> Assigned task
A single number is required: how many lines below include the string "installed".

== == ==

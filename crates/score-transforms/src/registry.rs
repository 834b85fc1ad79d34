//! Transform Registry.
//!
//! Maps type tags to factories so a transform can be selected from a
//! configuration value at runtime. The table is explicit: built-in variants are
//! listed in [`TransformRegistry::with_builtins`], and third-party variants are
//! added with [`TransformRegistry::register_variant`].
//!
//! The process-wide registry returned by [`global`] is write-once: it is either
//! installed once with [`install_global`] or defaults to the built-ins on first
//! access, and is read-only afterwards.

use indexmap::IndexMap;
use once_cell::sync::OnceCell;
use tracing::debug;

use score_core::{
    error::{TransformError, TransformResult},
    num::ScoreFloat,
    params::ParameterRecord,
    traits::{Transform, TransformVariant},
};

use crate::gaussian::GaussianNormalization;

/// Builds a boxed transform from an untyped parameter record.
pub type TransformFactory<T> = fn(&ParameterRecord) -> TransformResult<Box<dyn Transform<T>>>;

fn variant_factory<T: ScoreFloat, V: TransformVariant<T>>(
    record: &ParameterRecord,
) -> TransformResult<Box<dyn Transform<T>>> {
    Ok(Box::new(V::from_record(record)?))
}

/// Tag → factory table.
///
/// # Example
///
/// ```rust
/// use score_core::prelude::*;
/// use score_transforms::TransformRegistry;
///
/// let registry = TransformRegistry::<f64>::with_builtins();
/// let record = ParameterRecord::new("gaussian").with("center", 0.0).with("std_dev", 1.0);
///
/// let transform = registry.construct(&record).unwrap();
/// assert_eq!(transform.invoke(0.0), 1.0);
/// ```
pub struct TransformRegistry<T: ScoreFloat> {
    factories: IndexMap<&'static str, TransformFactory<T>>,
}

impl<T: ScoreFloat> core::fmt::Debug for TransformRegistry<T> {
    fn fmt(&self, f: &mut core::fmt::Formatter<'_>) -> core::fmt::Result {
        f.debug_struct("TransformRegistry")
            .field("tags", &self.factories.keys().collect::<Vec<_>>())
            .finish()
    }
}

impl<T: ScoreFloat> Default for TransformRegistry<T> {
    fn default() -> Self {
        Self::with_builtins()
    }
}

impl<T: ScoreFloat> TransformRegistry<T> {
    /// Create an empty registry.
    #[must_use]
    pub fn new() -> Self {
        Self {
            factories: IndexMap::new(),
        }
    }

    /// Create a registry holding every built-in transform variant.
    #[must_use]
    pub fn with_builtins() -> Self {
        let builtins: [(&'static str, TransformFactory<T>); 1] = [(
            <GaussianNormalization<T> as TransformVariant<T>>::TAG,
            variant_factory::<T, GaussianNormalization<T>>,
        )];

        let mut registry = Self::new();
        for (tag, factory) in builtins {
            debug_assert!(!registry.contains(tag), "duplicate built-in tag '{tag}'");
            registry.factories.insert(tag, factory);
        }
        registry
    }

    /// Associate `tag` with `factory`.
    ///
    /// # Errors
    ///
    /// Returns [`TransformError::DuplicateTag`] if `tag` is already registered;
    /// the existing entry is left untouched.
    pub fn register(&mut self, tag: &'static str, factory: TransformFactory<T>) -> TransformResult<()> {
        if self.factories.contains_key(tag) {
            return Err(TransformError::DuplicateTag(tag.to_string()));
        }
        self.factories.insert(tag, factory);
        debug!(tag, "registered transform");
        Ok(())
    }

    /// Register a [`TransformVariant`] under its own tag.
    ///
    /// # Errors
    ///
    /// Returns [`TransformError::DuplicateTag`] if `V::TAG` is already registered.
    pub fn register_variant<V: TransformVariant<T>>(&mut self) -> TransformResult<()> {
        self.register(V::TAG, variant_factory::<T, V>)
    }

    /// Resolve `record.type` and construct the transform it names.
    ///
    /// # Errors
    ///
    /// - [`TransformError::UnknownTag`] if no variant is registered under the tag
    /// - any error the variant's factory reports for the record
    pub fn construct(&self, record: &ParameterRecord) -> TransformResult<Box<dyn Transform<T>>> {
        let factory = self
            .factories
            .get(record.kind())
            .ok_or_else(|| TransformError::UnknownTag(record.kind().to_string()))?;
        factory(record)
    }

    /// Check whether a tag is registered.
    #[must_use]
    pub fn contains(&self, tag: &str) -> bool {
        self.factories.contains_key(tag)
    }

    /// Registered tags, in registration order.
    pub fn tags(&self) -> impl Iterator<Item = &'static str> + '_ {
        self.factories.keys().copied()
    }

    /// Number of registered tags.
    #[must_use]
    pub fn len(&self) -> usize {
        self.factories.len()
    }

    /// Returns `true` if no tags are registered.
    #[must_use]
    pub fn is_empty(&self) -> bool {
        self.factories.is_empty()
    }
}

static GLOBAL: OnceCell<TransformRegistry<f64>> = OnceCell::new();

/// Install the process-wide registry.
///
/// Must run before the first call to [`global`] or [`construct`].
///
/// # Errors
///
/// Returns [`TransformError::RegistryFrozen`] if the global registry is already
/// set, either by an earlier install or by a lookup that initialized it with
/// the built-ins.
pub fn install_global(registry: TransformRegistry<f64>) -> TransformResult<()> {
    let tags: Vec<_> = registry.tags().collect();
    GLOBAL
        .set(registry)
        .map_err(|_| TransformError::RegistryFrozen)?;
    debug!(?tags, "installed global transform registry");
    Ok(())
}

/// The process-wide registry, initialized with the built-ins if nothing was
/// installed.
pub fn global() -> &'static TransformRegistry<f64> {
    GLOBAL.get_or_init(TransformRegistry::with_builtins)
}

/// Construct a transform through the process-wide registry.
///
/// # Errors
///
/// Same as [`TransformRegistry::construct`].
pub fn construct(record: &ParameterRecord) -> TransformResult<Box<dyn Transform<f64>>> {
    global().construct(record)
}
//! Prelude module for convenient imports.

pub use crate::gaussian::{GaussianNormalization, GaussianParameters, GAUSSIAN_TAG};
pub use crate::registry::{TransformFactory, TransformRegistry};
//! Normal (Gaussian) distribution.
//!
//! Used as a similarity kernel: the density is evaluated at a measurement and
//! compared against the density at the mean.

use crate::num::ScoreFloat;

/// A normal distribution with precomputed density normalization.
///
/// `pdf(x) = (1 / (σ·√(2π))) · exp(−(x − μ)² / (2σ²))`
#[derive(Debug, Clone, Copy, PartialEq)]
pub struct Normal<T: ScoreFloat> {
    mean: T,
    std_dev: T,
    peak: T,
}

impl<T: ScoreFloat> Normal<T> {
    /// Create a distribution.
    ///
    /// Returns `None` unless `mean` is finite and `std_dev` is finite and
    /// positive. For subnormal `std_dev` the peak density overflows to `+inf`;
    /// [`relative_density`](Self::relative_density) stays exact.
    #[must_use]
    pub fn new(mean: T, std_dev: T) -> Option<Self> {
        if !mean.is_valid() || !std_dev.is_valid() || std_dev <= T::ZERO {
            return None;
        }
        let peak = T::FRAC_1_SQRT_2PI / std_dev;
        Some(Self {
            mean,
            std_dev,
            peak,
        })
    }

    /// The mean (location).
    #[must_use]
    pub fn mean(&self) -> T {
        self.mean
    }

    /// The standard deviation (scale).
    #[must_use]
    pub fn std_dev(&self) -> T {
        self.std_dev
    }

    /// Distance from the mean in units of standard deviation.
    #[inline]
    #[must_use]
    pub fn standardize(&self, x: T) -> T {
        (x - self.mean) / self.std_dev
    }

    /// Density at `x` divided by the peak density: `exp(−z²/2)`.
    ///
    /// 1 at the mean, zero at `±inf`, NaN for NaN input.
    #[inline]
    #[must_use]
    pub fn relative_density(&self, x: T) -> T {
        let z = self.standardize(x);
        (-(z * z) * T::HALF).exp()
    }

    /// Probability density at `x`.
    ///
    /// Zero at `±inf`, NaN for NaN input.
    #[inline]
    #[must_use]
    pub fn pdf(&self, x: T) -> T {
        let relative = self.relative_density(x);
        if relative == T::ZERO {
            return relative;
        }
        self.peak * relative
    }

    /// The maximum of the density, attained at the mean.
    #[inline]
    #[must_use]
    pub fn peak_density(&self) -> T {
        self.peak
    }
}

#[cfg(test)]
mod tests {
    use super::*;

    #[test]
    fn test_rejects_degenerate_scale() {
        assert!(Normal::new(0.0f64, 0.0).is_none());
        assert!(Normal::new(0.0f64, -1.0).is_none());
        assert!(Normal::new(0.0f64, f64::NAN).is_none());
        assert!(Normal::new(0.0f64, f64::INFINITY).is_none());
        assert!(Normal::new(f64::NAN, 1.0).is_none());
    }

    #[test]
    fn test_subnormal_scale() {
        let n = Normal::new(0.0f64, 1e-320).unwrap();

        assert_eq!(n.peak_density(), f64::INFINITY);
        assert_eq!(n.relative_density(0.0), 1.0);
        assert_eq!(n.relative_density(1e-320), (-0.5f64).exp());
        assert_eq!(n.relative_density(1.0), 0.0);
        assert_eq!(n.pdf(1.0), 0.0);
    }

    #[test]
    fn test_standard_normal_density() {
        let n = Normal::new(0.0f64, 1.0).unwrap();

        assert_eq!(n.pdf(0.0), n.peak_density());
        assert!((n.peak_density() - 0.398_942_280_401_432_7).abs() < 1e-15);
        assert!((n.pdf(1.0) - 0.241_970_724_519_143_37).abs() < 1e-15);
        assert!((n.pdf(-2.0) - 0.053_990_966_513_188_06).abs() < 1e-15);
    }

    #[test]
    fn test_scaled_density() {
        let n = Normal::new(50.0f64, 10.0).unwrap();

        assert_eq!(n.mean(), 50.0);
        assert_eq!(n.std_dev(), 10.0);
        assert_eq!(n.standardize(70.0), 2.0);
        assert!((n.peak_density() - 0.039_894_228_040_143_27).abs() < 1e-16);
    }

    #[test]
    fn test_non_finite_inputs() {
        let n = Normal::new(0.0f64, 1.0).unwrap();

        assert_eq!(n.pdf(f64::INFINITY), 0.0);
        assert_eq!(n.pdf(f64::NEG_INFINITY), 0.0);
        assert!(n.pdf(f64::NAN).is_nan());
        assert_eq!(n.relative_density(f64::INFINITY), 0.0);
        assert!(n.relative_density(f64::NAN).is_nan());
    }
}
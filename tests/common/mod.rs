//! Common test utilities for rust-score.
//!
//! Float comparison and golden fixture loading shared by workspace-level tests.

#![allow(dead_code)]

use std::fs::File;
use std::io::BufReader;
use std::path::Path;

use serde::Deserialize;
use score_core::ParameterRecord;

/// Float comparison with NaN/infinity awareness.
///
/// - NaN matches only NaN
/// - infinities match only the same-signed infinity
/// - values near zero (|expected| < 1e-10) use absolute tolerance
/// - everything else uses relative tolerance
pub fn assert_float_eq(actual: f64, expected: f64, epsilon: f64, context: &str) {
    if expected.is_nan() {
        assert!(
            actual.is_nan(),
            "{}: Expected NaN but got {}",
            context,
            actual
        );
        return;
    }

    if actual.is_nan() {
        panic!("{}: Got NaN but expected {}", context, expected);
    }

    if expected.is_infinite() {
        assert!(
            actual.is_infinite() && actual.signum() == expected.signum(),
            "{}: Expected {} but got {}",
            context,
            expected,
            actual
        );
        return;
    }

    if expected.abs() < 1e-10 {
        let diff = (actual - expected).abs();
        assert!(
            diff < epsilon,
            "{}: Expected {} but got {} (diff: {})",
            context,
            expected,
            actual,
            diff
        );
        return;
    }

    let rel_diff = ((actual - expected) / expected).abs();
    assert!(
        rel_diff < epsilon,
        "{}: Expected {} but got {} (rel diff: {:.2e})",
        context,
        expected,
        actual,
        rel_diff
    );
}

/// Assert two score batches are equal with tolerance.
pub fn assert_scores_eq(actual: &[f64], expected: &[f64], epsilon: f64, name: &str) {
    assert_eq!(
        actual.len(),
        expected.len(),
        "{}: Length mismatch: {} vs {}",
        name,
        actual.len(),
        expected.len()
    );

    for (i, (&a, &e)) in actual.iter().zip(expected.iter()).enumerate() {
        let context = format!("{}[{}]", name, i);
        assert_float_eq(a, e, epsilon, &context);
    }
}

/// One golden case: a parameter record, inputs, and expected scores.
///
/// `null` in `input` or `expected` stands for NaN.
#[derive(Debug, Clone, Deserialize)]
pub struct GoldenCase {
    /// Human-readable case name.
    pub name: String,
    /// Parameter record handed to the registry.
    pub params: ParameterRecord,
    /// Raw measurements.
    #[serde(deserialize_with = "nullable_floats")]
    pub input: Vec<f64>,
    /// Expected scores, element-wise.
    #[serde(deserialize_with = "nullable_floats")]
    pub expected: Vec<f64>,
}

/// Golden fixture file.
#[derive(Debug, Clone, Deserialize)]
pub struct GoldenData {
    /// All cases in the fixture.
    pub cases: Vec<GoldenCase>,
}

impl GoldenData {
    /// Load golden data from a JSON file.
    pub fn from_json<P: AsRef<Path>>(path: P) -> Result<Self, Box<dyn std::error::Error>> {
        let file = File::open(path)?;
        let reader = BufReader::new(file);
        Ok(serde_json::from_reader(reader)?)
    }
}

fn nullable_floats<'de, D>(deserializer: D) -> Result<Vec<f64>, D::Error>
where
    D: serde::Deserializer<'de>,
{
    let raw: Vec<Option<f64>> = Vec::deserialize(deserializer)?;
    Ok(raw.into_iter().map(|v| v.unwrap_or(f64::NAN)).collect())
}

/// Evenly spaced values from `start`, `len` of them, `step` apart.
pub fn generate_linear(start: f64, step: f64, len: usize) -> Vec<f64> {
    (0..len).map(|i| start + step * i as f64).collect()
}

#[cfg(test)]
mod tests {
    use super::*;

    #[test]
    fn test_assert_float_eq_normal() {
        assert_float_eq(1.0, 1.0, 1e-10, "test");
        assert_float_eq(100.0, 100.0000001, 1e-6, "test");
    }

    #[test]
    fn test_assert_float_eq_nan() {
        assert_float_eq(f64::NAN, f64::NAN, 1e-10, "test");
    }

    #[test]
    #[should_panic]
    fn test_assert_float_eq_nan_mismatch() {
        assert_float_eq(1.0, f64::NAN, 1e-10, "test");
    }

    #[test]
    fn test_generate_linear() {
        assert_eq!(generate_linear(-1.0, 0.5, 5), vec![-1.0, -0.5, 0.0, 0.5, 1.0]);
    }
}
//! Prelude module for convenient imports.
//!
//! ```rust
//! use score_core::prelude::*;
//!
//! let record = ParameterRecord::new("gaussian").with("center", 0.0).with("std_dev", 1.0);
//! assert_eq!(record.kind(), "gaussian");
//! ```

pub use crate::distribution::Normal;
pub use crate::error::{TransformError, TransformResult};
pub use crate::num::ScoreFloat;
pub use crate::params::ParameterRecord;
pub use crate::series::Series;
pub use crate::traits::{ScoreInput, Transform, TransformExt, TransformParameters, TransformVariant};
//! Measurement series container.
//!
//! The [`Series`] type holds a batch of raw measurements (or the scores computed
//! from them) in input order. Transforms map a `Series` to a `Series` of the same
//! length.

use core::ops::Index;

#[cfg(feature = "serde")]
use serde::{Deserialize, Serialize};

use crate::num::ScoreFloat;

/// A contiguous, ordered batch of floating-point values.
///
/// # Example
///
/// ```rust
/// use score_core::Series;
///
/// let series: Series<f64> = Series::from_vec(vec![48.0, 50.0, 61.5]);
///
/// assert_eq!(series.len(), 3);
/// assert_eq!(series[1], 50.0);
/// assert_eq!(series.max(), 61.5);
/// ```
#[derive(Clone, Debug, PartialEq)]
#[cfg_attr(feature = "serde", derive(Serialize, Deserialize))]
#[cfg_attr(feature = "serde", serde(bound = "T: ScoreFloat", transparent))]
pub struct Series<T: ScoreFloat> {
    data: Vec<T>,
}

impl<T: ScoreFloat> Default for Series<T> {
    fn default() -> Self {
        Self::new()
    }
}

impl<T: ScoreFloat> Series<T> {
    /// Create a new empty series.
    #[must_use]
    pub fn new() -> Self {
        Self { data: Vec::new() }
    }

    /// Create a series from an existing vector.
    #[must_use]
    pub fn from_vec(data: Vec<T>) -> Self {
        Self { data }
    }

    /// Returns the number of elements in the series.
    #[must_use]
    pub fn len(&self) -> usize {
        self.data.len()
    }

    /// Returns `true` if the series contains no elements.
    #[must_use]
    pub fn is_empty(&self) -> bool {
        self.data.is_empty()
    }

    /// Returns an iterator over the values.
    pub fn iter(&self) -> impl Iterator<Item = &T> {
        self.data.iter()
    }

    /// Returns the underlying data as a slice.
    #[must_use]
    pub fn as_slice(&self) -> &[T] {
        &self.data
    }

    /// Consumes the series and returns the underlying vector.
    #[must_use]
    pub fn into_vec(self) -> Vec<T> {
        self.data
    }

    /// Apply a function to each element, preserving order and length.
    #[must_use]
    pub fn map<F>(&self, f: F) -> Self
    where
        F: Fn(T) -> T,
    {
        let data = self.data.iter().map(|&x| f(x)).collect();
        Self { data }
    }

    /// Count the number of NaN values.
    #[must_use]
    pub fn nan_count(&self) -> usize {
        self.data.iter().filter(|x| x.is_nan()).count()
    }

    /// Compute the minimum value (excluding NaN).
    ///
    /// Returns `+inf` for an empty or all-NaN series.
    #[must_use]
    pub fn min(&self) -> T {
        self.data
            .iter()
            .filter(|x| !x.is_nan())
            .fold(T::INFINITY, |acc, &x| if x < acc { x } else { acc })
    }

    /// Compute the maximum value (excluding NaN).
    ///
    /// Returns `-inf` for an empty or all-NaN series.
    #[must_use]
    pub fn max(&self) -> T {
        self.data
            .iter()
            .filter(|x| !x.is_nan())
            .fold(T::NEG_INFINITY, |acc, &x| if x > acc { x } else { acc })
    }
}

impl<T: ScoreFloat> Index<usize> for Series<T> {
    type Output = T;

    fn index(&self, index: usize) -> &Self::Output {
        &self.data[index]
    }
}

impl<T: ScoreFloat> FromIterator<T> for Series<T> {
    fn from_iter<I: IntoIterator<Item = T>>(iter: I) -> Self {
        Self {
            data: iter.into_iter().collect(),
        }
    }
}

impl<T: ScoreFloat> IntoIterator for Series<T> {
    type Item = T;
    type IntoIter = std::vec::IntoIter<T>;

    fn into_iter(self) -> Self::IntoIter {
        self.data.into_iter()
    }
}

impl<'a, T: ScoreFloat> IntoIterator for &'a Series<T> {
    type Item = &'a T;
    type IntoIter = core::slice::Iter<'a, T>;

    fn into_iter(self) -> Self::IntoIter {
        self.data.iter()
    }
}

impl<T: ScoreFloat> From<Vec<T>> for Series<T> {
    fn from(data: Vec<T>) -> Self {
        Self { data }
    }
}
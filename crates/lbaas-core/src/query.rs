//! Convenience builder for HTTP query strings.
//!
//! Option types translate their set fields into `(wire name, value)` pairs
//! through [`QueryParams`]; unset fields never reach the wire.

/// Builder for assembling query parameter pairs.
#[derive(Debug, Default, Clone)]
pub struct QueryParams {
    pairs: Vec<(&'static str, String)>,
}

impl QueryParams {
    /// Create a new, empty builder.
    #[must_use]
    pub fn new() -> Self {
        Self { pairs: Vec::new() }
    }

    /// Append a key/value pair when the value is present.
    pub fn push_opt<T>(&mut self, key: &'static str, value: Option<T>)
    where
        T: ToString,
    {
        if let Some(value) = value {
            self.pairs.push((key, value.to_string()));
        }
    }

    /// Return the collected key/value pairs.
    #[must_use]
    pub fn into_pairs(self) -> Vec<(&'static str, String)> {
        self.pairs
    }

    /// Returns true if no parameters have been added.
    #[must_use]
    pub fn is_empty(&self) -> bool {
        self.pairs.is_empty()
    }

    /// Render the pairs as a form-encoded query string.
    ///
    /// The result carries the leading `?`, or is empty when nothing was
    /// pushed, so it can be appended to a URL as is.
    #[must_use]
    pub fn to_query_string(&self) -> String {
        if self.pairs.is_empty() {
            return String::new();
        }

        let encoded = url::form_urlencoded::Serializer::new(String::new())
            .extend_pairs(self.pairs.iter().map(|(k, v)| (*k, v.as_str())))
            .finish();
        format!("?{encoded}")
    }
}

#[cfg(test)]
mod tests {
    use super::QueryParams;

    #[test]
    fn push_opt_skips_none() {
        let mut params = QueryParams::new();
        params.push_opt("name", Option::<String>::None);
        assert!(params.is_empty());
        assert_eq!(params.to_query_string(), "");
    }

    #[test]
    fn push_opt_keeps_explicit_zero() {
        let mut params = QueryParams::new();
        params.push_opt("limit", Some(0u32));
        assert_eq!(params.into_pairs(), vec![("limit", "0".to_string())]);
    }

    #[test]
    fn query_string_keeps_push_order() {
        let mut params = QueryParams::new();
        params.push_opt("name", Some("lb1"));
        params.push_opt("admin_state_up", Some(false));
        params.push_opt("limit", Some(10));
        assert_eq!(
            params.to_query_string(),
            "?name=lb1&admin_state_up=false&limit=10"
        );
    }

    #[test]
    fn query_string_encodes_reserved_characters() {
        let mut params = QueryParams::new();
        params.push_opt("description", Some("web & api=front/end"));
        assert_eq!(
            params.to_query_string(),
            "?description=web+%26+api%3Dfront%2Fend"
        );
    }
}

== == ==

> Expected output
3